Standing exercises improve older adults’ walking skills better than sitting ones
As people age, they face an elevated risk of losing their independence through increasing difficulty in getting around. Exercise may help preserve mobility, but programs offered to older adults typically involve exercises that they do while sitting down.
This PCORI-funded study compared the effectiveness of a standing exercise program called On the Move with a seated exercise program. It found that On the Move, with its focus on enhancing motor skills and muscle control necessary for walking, was more effective than the seated exercise program at improving older adults’ function and walking ability in the short term.
Although the On the Move group reported a few minor injuries and a somewhat greater discontinuation rate, those in it reported feeling equally safe and satisfied with the more challenging program. The results appear in JAMA Internal Medicine.
Oral antibiotics work as well as IV with fewer costly complications
Children taking antibiotics to prevent recurrence of serious infections could remain infection-free, and their families could face fewer costly complications and daily hassles with medical equipment, if the children took the drugs by mouth rather than receiving them through an intravenous line, according to this study.
The results appear in JAMA Pediatrics, Pediatrics, and Annals of Surgery. A JAMA Pediatrics commentary says, "the investigators have provided very necessary information about how we can best organize and deliver care to children with a relatively common pediatric diagnosis while improving outcomes, reducing costs and untoward effects, and improving patient satisfaction."
Learn more about how these results can inform decisions about treating these infections in a PCORI feature article and a PCORI video.
Blood thinner helps stroke survivors stay in their homes
Using the blood-thinning medicine warfarin enabled stroke survivors, even those over 80, to continue living in their homes longer compared with those who didn’t take the drug, the PROSPER study found. Those taking warfarin stayed in their homes on average 46 more days during the two years after being hospitalized for stroke. Patients advising the researchers said that staying in their homes, rather than being institutionalized in a nursing home or hospital, is the outcome that mattered most.
The findings appear in The BMJ. A related editorial calls the study “a solid example of how to refocus research on questions, outcomes, and approaches that could help patients and clinicians to make better healthcare decisions."
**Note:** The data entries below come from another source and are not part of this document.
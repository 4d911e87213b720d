// query_engine/tests/engine.rs
//! End-to-end runs through the dispatcher against an in-memory
//! snapshot, covering the headline query shapes: evidence counting
//! with ordering, a two-hop mechanism path, and the regex length cap.

use std::sync::Arc;

use models::{Entity, EntityType, KnowledgeGraph, Relationship};
use query_engine::{Dispatcher, GraphInterpreter};
use serde_json::{json, Value};

fn dispatcher() -> Dispatcher {
    let _ = env_logger::builder().is_test(true).try_init();
    let entities = vec![
        Entity::new("drug:tamoxifen", EntityType::Drug, "Tamoxifen"),
        Entity::new("drug:trastuzumab", EntityType::Drug, "Trastuzumab"),
        Entity::new("drug:metformin", EntityType::Drug, "metformin"),
        Entity::new("disease:breast_cancer", EntityType::Disease, "Breast Cancer"),
        Entity::new("protein:ampk", EntityType::Protein, "AMPK"),
        Entity::new("gene:prkaa1", EntityType::Gene, "PRKAA1"),
    ];

    let mut tamoxifen = Relationship::new("drug:tamoxifen", "TREATS", "disease:breast_cancer");
    tamoxifen.confidence = 0.92;
    tamoxifen.papers = (0..234).map(|i| format!("PMC{i}")).collect();

    let mut trastuzumab = Relationship::new("drug:trastuzumab", "TREATS", "disease:breast_cancer");
    trastuzumab.confidence = 0.88;
    trastuzumab.papers = (0..189).map(|i| format!("PMC9{i}")).collect();

    // Below the 0.7 confidence threshold used in the aggregation test.
    let mut weak = Relationship::new("drug:metformin", "TREATS", "disease:breast_cancer");
    weak.confidence = 0.35;
    weak.papers = vec!["PMC1".to_string()];

    let mut activates = Relationship::new("drug:metformin", "ACTIVATES", "protein:ampk");
    activates.confidence = 0.82;
    let mut encoded_by = Relationship::new("protein:ampk", "ENCODED_BY", "gene:prkaa1");
    encoded_by.confidence = 0.97;

    let graph = Arc::new(KnowledgeGraph::new(
        entities,
        vec![tamoxifen, trastuzumab, weak, activates, encoded_by],
    ));
    Dispatcher::new(Arc::new(GraphInterpreter::new(graph)))
}

#[tokio::test]
async fn test_paper_counts_grouped_by_drug_descending() {
    let response = dispatcher()
        .dispatch(json!({
            "find": "nodes",
            "node_pattern": {"node_type": "drug", "var": "drug"},
            "edge_pattern": {"relation_type": "TREATS", "min_confidence": 0.7, "var": "treatment"},
            "aggregate": {
                "group_by": ["drug.name"],
                "aggregations": {"paper_count": ["count", "treatment.evidence.paper_id"]}
            },
            "order_by": [["paper_count", "desc"]]
        }))
        .await;
    let results = response["results"].as_array().unwrap();
    assert_eq!(results.len(), 2);
    assert_eq!(results[0]["drug.name"], json!("Tamoxifen"));
    assert_eq!(results[0]["paper_count"], json!(234));
    assert_eq!(results[1]["drug.name"], json!("Trastuzumab"));
    assert_eq!(results[1]["paper_count"], json!(189));
}

#[tokio::test]
async fn test_two_hop_mechanism_path() {
    let response = dispatcher()
        .dispatch(json!({
            "find": "paths",
            "path_pattern": {
                "start": {"node_type": "drug", "name": "metformin", "var": "drug"},
                "edges": [
                    [{"relation_type": "ACTIVATES", "var": "act"}, {"node_type": "protein", "var": "protein"}],
                    [{"relation_type": "ENCODED_BY", "var": "enc"}, {"node_type": "gene", "var": "gene"}]
                ],
                "max_hops": 2
            }
        }))
        .await;
    let results = response["results"].as_array().unwrap();
    assert_eq!(results.len(), 1);
    assert_eq!(results[0]["drug.name"], json!("metformin"));
    assert_eq!(results[0]["protein.name"], json!("AMPK"));
    assert_eq!(results[0]["gene.name"], json!("PRKAA1"));
}

#[tokio::test]
async fn test_overlength_regex_matches_nothing() {
    let pattern = format!("^({})$", "a|".repeat(150));
    assert!(pattern.len() > 200);
    let response = dispatcher()
        .dispatch(json!({
            "find": "nodes",
            "node_pattern": {"node_type": "drug", "var": "drug"},
            "filters": [{"field": "drug.name", "operator": "regex", "value": pattern}]
        }))
        .await;
    assert_eq!(response["results"], json!([]));
    assert!(response.get("error").is_none());
}

#[tokio::test]
async fn test_malformed_hop_reports_error_envelope() {
    let response = dispatcher()
        .dispatch(json!({
            "find": "paths",
            "path_pattern": {
                "start": {"name": "metformin"},
                "edges": [[{"relation_type": "ACTIVATES"}]]
            }
        }))
        .await;
    assert_eq!(response["results"], json!([]));
    let message = response["error"].as_str().unwrap();
    assert!(!message.is_empty());
}

#[tokio::test]
async fn test_return_fields_project_columns_only() {
    let response = dispatcher()
        .dispatch(json!({
            "find": "edges",
            "edge_pattern": {"relation_type": "TREATS", "min_confidence": 0.7},
            "order_by": [["confidence", "desc"]],
            "return_fields": ["subject.name", "confidence"]
        }))
        .await;
    let results = response["results"].as_array().unwrap();
    assert_eq!(results.len(), 2);
    let row = results[0].as_object().unwrap();
    assert_eq!(row.len(), 2);
    assert_eq!(row["subject.name"], json!("Tamoxifen"));
    assert_eq!(row["confidence"], json!(0.92));
}

#[tokio::test]
async fn test_responses_are_deterministic_across_runs() {
    let query = json!({
        "find": "edges",
        "order_by": [["confidence", "desc"], ["subject.name"]]
    });
    let d = dispatcher();
    let first: Value = d.dispatch(query.clone()).await;
    let second: Value = d.dispatch(query).await;
    assert_eq!(first, second);
}
// query_engine/src/query/model.rs
//! The declarative query model: immutable value types deserialized from
//! the JSON query envelope. Built once per request, used for exactly one
//! evaluation, then discarded.

use std::collections::BTreeMap;

use models::{GraphError, GraphResult};
use serde::{Deserialize, Serialize};
use serde_json::Value;

/// Top-level `find` discriminator. `"relationships"` is accepted as an
/// alias for `"edges"` on the wire.
#[derive(Clone, Copy, Debug, Eq, PartialEq, Serialize, Deserialize)]
#[serde(rename_all = "lowercase")]
pub enum FindKind {
    Nodes,
    #[serde(alias = "relationships")]
    Edges,
    Paths,
}

#[derive(Clone, Copy, Debug, Default, Eq, PartialEq, Serialize, Deserialize)]
#[serde(rename_all = "lowercase")]
pub enum Direction {
    #[default]
    Outgoing,
    Incoming,
    Both,
}

#[derive(Clone, Copy, Debug, Default, Eq, PartialEq, Serialize, Deserialize)]
#[serde(rename_all = "lowercase")]
pub enum FilterOp {
    #[default]
    Eq,
    Ne,
    In,
    Contains,
    Regex,
    Gt,
    Gte,
    Lt,
    Lte,
}

/// One property filter: dotted field reference, operator, comparison value.
#[derive(Clone, Debug, Deserialize)]
pub struct PropertyFilter {
    pub field: String,
    #[serde(default)]
    pub operator: FilterOp,
    #[serde(default)]
    pub value: Value,
}

#[derive(Clone, Debug, Default, Deserialize)]
pub struct NodePattern {
    pub node_type: Option<String>,
    #[serde(default)]
    pub node_types: Vec<String>,
    /// Case-insensitive exact name match.
    pub name: Option<String>,
    /// Case-insensitive regex over the name.
    pub name_pattern: Option<String>,
    #[serde(default)]
    pub property_filters: Vec<PropertyFilter>,
    pub var: Option<String>,
    /// Pre-computed query embedding; compiles to a vector-distance
    /// predicate on the SQL backend.
    pub vector_search: Option<Vec<f32>>,
    pub similarity_threshold: Option<f64>,
}

impl NodePattern {
    pub fn var_or<'a>(&'a self, default: &'a str) -> &'a str {
        self.var.as_deref().unwrap_or(default)
    }
}

#[derive(Clone, Debug, Default, Deserialize)]
pub struct EdgePattern {
    pub relation_type: Option<String>,
    #[serde(default)]
    pub relation_types: Vec<String>,
    #[serde(default)]
    pub direction: Direction,
    pub min_confidence: Option<f64>,
    pub var: Option<String>,
}

impl EdgePattern {
    pub fn var_or<'a>(&'a self, default: &'a str) -> &'a str {
        self.var.as_deref().unwrap_or(default)
    }
}

/// One hop of a path pattern: an edge constraint followed by the
/// constraint on the node reached via that edge.
///
/// Accepts either the two-element array form `[edge, node]` or the
/// object form `{"edge": …, "node": …}`; anything else fails
/// deserialization and surfaces as a malformed-query error.
#[derive(Clone, Debug, Deserialize)]
#[serde(from = "HopRepr")]
pub struct Hop {
    pub edge: EdgePattern,
    pub node: NodePattern,
}

#[derive(Deserialize)]
#[serde(untagged)]
enum HopRepr {
    Pair(EdgePattern, NodePattern),
    Tagged { edge: EdgePattern, node: NodePattern },
}

impl From<HopRepr> for Hop {
    fn from(repr: HopRepr) -> Self {
        match repr {
            HopRepr::Pair(edge, node) => Hop { edge, node },
            HopRepr::Tagged { edge, node } => Hop { edge, node },
        }
    }
}

fn default_true() -> bool {
    true
}

#[derive(Clone, Debug, Deserialize)]
pub struct PathPattern {
    pub start: NodePattern,
    #[serde(default)]
    pub edges: Vec<Hop>,
    /// Bounds traversal depth; defaults to the declared hop count and
    /// must never exceed it.
    pub max_hops: Option<usize>,
    #[serde(default = "default_true")]
    pub avoid_cycles: bool,
}

impl PathPattern {
    /// The hop bound actually used during traversal/compilation.
    pub fn effective_max_hops(&self) -> usize {
        self.max_hops.unwrap_or(self.edges.len()).min(self.edges.len())
    }
}

#[derive(Clone, Copy, Debug, Eq, PartialEq, Serialize, Deserialize)]
#[serde(rename_all = "lowercase")]
pub enum AggFunc {
    Count,
    Avg,
    Sum,
    Min,
    Max,
}

/// A named aggregation expression, written on the wire as
/// `["count", "treatment.evidence.paper_id"]`.
#[derive(Clone, Debug, Deserialize)]
#[serde(from = "(AggFunc, String)")]
pub struct Aggregation {
    pub func: AggFunc,
    pub field: String,
}

impl From<(AggFunc, String)> for Aggregation {
    fn from((func, field): (AggFunc, String)) -> Self {
        Aggregation { func, field }
    }
}

#[derive(Clone, Debug, Default, Deserialize)]
pub struct AggregationSpec {
    #[serde(default)]
    pub group_by: Vec<String>,
    #[serde(default)]
    pub aggregations: BTreeMap<String, Aggregation>,
}

#[derive(Clone, Copy, Debug, Default, Eq, PartialEq, Serialize, Deserialize)]
#[serde(rename_all = "lowercase")]
pub enum SortDirection {
    #[default]
    Asc,
    Desc,
}

/// One ordering key, written on the wire as `["field", "desc"]` or
/// `["field"]` (direction defaults to ascending).
#[derive(Clone, Debug, Deserialize)]
#[serde(from = "OrderSpecRepr")]
pub struct OrderSpec {
    pub field: String,
    pub direction: SortDirection,
}

#[derive(Deserialize)]
#[serde(untagged)]
enum OrderSpecRepr {
    Pair(String, SortDirection),
    Single([String; 1]),
}

impl From<OrderSpecRepr> for OrderSpec {
    fn from(repr: OrderSpecRepr) -> Self {
        match repr {
            OrderSpecRepr::Pair(field, direction) => OrderSpec { field, direction },
            OrderSpecRepr::Single([field]) => OrderSpec {
                field,
                direction: SortDirection::Asc,
            },
        }
    }
}

fn default_top_k() -> usize {
    10
}

/// Top-level semantic lookup bypassing pattern matching. Either `text`
/// (embedded via the injected provider) or a raw `vector` must be given.
#[derive(Clone, Debug, Deserialize)]
pub struct VectorSearch {
    pub text: Option<String>,
    pub vector: Option<Vec<f32>>,
    #[serde(default = "default_top_k")]
    pub top_k: usize,
    #[serde(default)]
    pub min_similarity: f64,
}

/// The full query envelope.
#[derive(Clone, Debug, Deserialize)]
pub struct Query {
    pub find: FindKind,
    pub node_pattern: Option<NodePattern>,
    pub edge_pattern: Option<EdgePattern>,
    pub path_pattern: Option<PathPattern>,
    #[serde(default)]
    pub filters: Vec<PropertyFilter>,
    pub aggregate: Option<AggregationSpec>,
    #[serde(default)]
    pub order_by: Vec<OrderSpec>,
    pub limit: Option<usize>,
    pub offset: Option<usize>,
    pub return_fields: Option<Vec<String>>,
    pub vector_search: Option<VectorSearch>,
}

impl Query {
    /// Parse and validate one request envelope.
    pub fn from_value(value: Value) -> GraphResult<Query> {
        let query: Query = serde_json::from_value(value)
            .map_err(|e| GraphError::InvalidQuery(e.to_string()))?;
        query.validate()?;
        Ok(query)
    }

    /// Structural checks that must hold before any evaluation starts.
    fn validate(&self) -> GraphResult<()> {
        if let Some(path) = &self.path_pattern {
            if let Some(max_hops) = path.max_hops {
                if max_hops > path.edges.len() {
                    return Err(GraphError::InvalidQuery(format!(
                        "max_hops ({}) exceeds the declared hop count ({})",
                        max_hops,
                        path.edges.len()
                    )));
                }
            }
        }
        if let Some(vs) = &self.vector_search {
            if vs.text.is_none() && vs.vector.is_none() {
                return Err(GraphError::InvalidQuery(
                    "vector_search requires either text or vector".to_string(),
                ));
            }
        }
        Ok(())
    }
}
Learn more about how these results can help stroke survivors gain time at home in a PCORI feature article and a PCORI video.
Pinpointing which people with prediabetes will benefit from preventive drug
Using a benefit prediction model, researchers in this study could identify those patients with prediabetes who are most likely to benefit from taking the diabetes drug metformin—and those likely to suffer more harm than good. Although usually safe, metformin causes a potentially serious side effect called lactic acidosis in some people. Knowing which patients won’t benefit from the drug could reduce the number of people who experience this side effect.
The paper appears in The BMJ. The incorporation of this benefit prediction model into an electronic health record is now being tested in 50 clinics via this dissemination project.
Learn more about how these results can help identify who benefits from medicine in a PCORI feature article.
Linking people with community resources to reduce childhood obesity
Two approaches to obesity care helped to reduce body mass index (BMI) scores in children who are overweight or have obesity. Both approaches also improved other key health measures and family satisfaction with the children’s care.
This study's two approaches both enhanced the usual primary care for childhood obesity by linking families to community resources and sending supportive text messages. Some of the families also received bimonthly coaching on healthy behaviors, which resulted in slightly but not significantly greater reductions in their children’s BMI scores.